- Opening Delimiter -

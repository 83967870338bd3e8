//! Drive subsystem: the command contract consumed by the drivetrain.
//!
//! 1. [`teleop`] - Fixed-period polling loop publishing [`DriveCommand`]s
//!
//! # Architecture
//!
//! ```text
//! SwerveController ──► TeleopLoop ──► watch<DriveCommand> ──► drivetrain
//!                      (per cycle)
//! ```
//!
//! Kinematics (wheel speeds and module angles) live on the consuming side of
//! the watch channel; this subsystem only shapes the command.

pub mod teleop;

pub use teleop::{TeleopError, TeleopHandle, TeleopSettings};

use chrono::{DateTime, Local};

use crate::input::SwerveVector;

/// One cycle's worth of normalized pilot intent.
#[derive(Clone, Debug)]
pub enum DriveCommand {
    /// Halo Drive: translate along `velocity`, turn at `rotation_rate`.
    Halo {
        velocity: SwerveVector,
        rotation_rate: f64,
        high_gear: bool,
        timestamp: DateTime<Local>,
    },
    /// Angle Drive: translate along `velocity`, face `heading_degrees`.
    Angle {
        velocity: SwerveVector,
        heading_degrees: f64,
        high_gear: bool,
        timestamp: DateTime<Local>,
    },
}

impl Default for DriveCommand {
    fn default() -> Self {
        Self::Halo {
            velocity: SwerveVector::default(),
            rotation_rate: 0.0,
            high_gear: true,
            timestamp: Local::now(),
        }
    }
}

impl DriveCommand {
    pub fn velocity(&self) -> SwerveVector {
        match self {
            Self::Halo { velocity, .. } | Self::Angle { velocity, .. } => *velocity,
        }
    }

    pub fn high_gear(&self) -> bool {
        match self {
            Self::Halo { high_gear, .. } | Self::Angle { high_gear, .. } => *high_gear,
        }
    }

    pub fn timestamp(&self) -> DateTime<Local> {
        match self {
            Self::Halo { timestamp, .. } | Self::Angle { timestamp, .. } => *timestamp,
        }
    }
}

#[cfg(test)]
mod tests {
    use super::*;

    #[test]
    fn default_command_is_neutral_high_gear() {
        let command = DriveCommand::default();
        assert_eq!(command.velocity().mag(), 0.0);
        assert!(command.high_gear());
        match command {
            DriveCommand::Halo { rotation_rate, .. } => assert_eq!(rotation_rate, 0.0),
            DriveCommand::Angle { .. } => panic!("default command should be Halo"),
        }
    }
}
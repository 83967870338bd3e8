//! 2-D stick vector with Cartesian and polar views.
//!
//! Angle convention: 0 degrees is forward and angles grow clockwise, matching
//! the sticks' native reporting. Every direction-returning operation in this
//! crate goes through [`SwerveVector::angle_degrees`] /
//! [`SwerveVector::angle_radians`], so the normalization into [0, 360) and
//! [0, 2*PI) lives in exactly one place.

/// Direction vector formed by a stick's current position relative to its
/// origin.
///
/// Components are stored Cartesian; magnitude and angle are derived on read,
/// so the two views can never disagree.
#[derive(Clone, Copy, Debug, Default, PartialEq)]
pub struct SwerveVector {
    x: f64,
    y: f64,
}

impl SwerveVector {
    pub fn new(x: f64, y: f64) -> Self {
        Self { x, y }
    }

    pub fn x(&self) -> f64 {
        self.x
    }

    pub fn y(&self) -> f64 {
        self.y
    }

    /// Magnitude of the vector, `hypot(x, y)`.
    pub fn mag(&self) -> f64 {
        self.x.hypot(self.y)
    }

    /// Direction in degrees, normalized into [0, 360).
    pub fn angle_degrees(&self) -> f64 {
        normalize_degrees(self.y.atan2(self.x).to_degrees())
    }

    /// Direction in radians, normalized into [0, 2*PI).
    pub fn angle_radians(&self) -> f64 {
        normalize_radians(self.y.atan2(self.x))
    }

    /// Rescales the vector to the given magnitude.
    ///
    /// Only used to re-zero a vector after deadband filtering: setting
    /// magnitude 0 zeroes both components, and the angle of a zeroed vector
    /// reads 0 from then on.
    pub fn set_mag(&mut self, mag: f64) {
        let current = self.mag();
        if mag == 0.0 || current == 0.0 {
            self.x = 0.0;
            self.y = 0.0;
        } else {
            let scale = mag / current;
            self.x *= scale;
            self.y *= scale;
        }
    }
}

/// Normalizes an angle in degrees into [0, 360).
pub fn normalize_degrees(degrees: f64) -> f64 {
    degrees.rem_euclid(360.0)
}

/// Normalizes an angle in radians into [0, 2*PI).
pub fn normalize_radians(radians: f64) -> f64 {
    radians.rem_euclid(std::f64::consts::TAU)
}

- Closing Delimiter -

In the listing above, find the line with "command should be" and the line with "can never disagree."; set down exactly those two lines and every line between them, nothing more.

            DriveCommand::Angle { .. } => panic!("default command should be Halo"),
        }
    }
}
repository 83967870338bd3e8
//! 2-D stick vector with Cartesian and polar views.
//!
//! Angle convention: 0 degrees is forward and angles grow clockwise, matching
//! the sticks' native reporting. Every direction-returning operation in this
//! crate goes through [`SwerveVector::angle_degrees`] /
//! [`SwerveVector::angle_radians`], so the normalization into [0, 360) and
//! [0, 2*PI) lives in exactly one place.

/// Direction vector formed by a stick's current position relative to its
/// origin.
///
/// Components are stored Cartesian; magnitude and angle are derived on read,
/// so the two views can never disagree.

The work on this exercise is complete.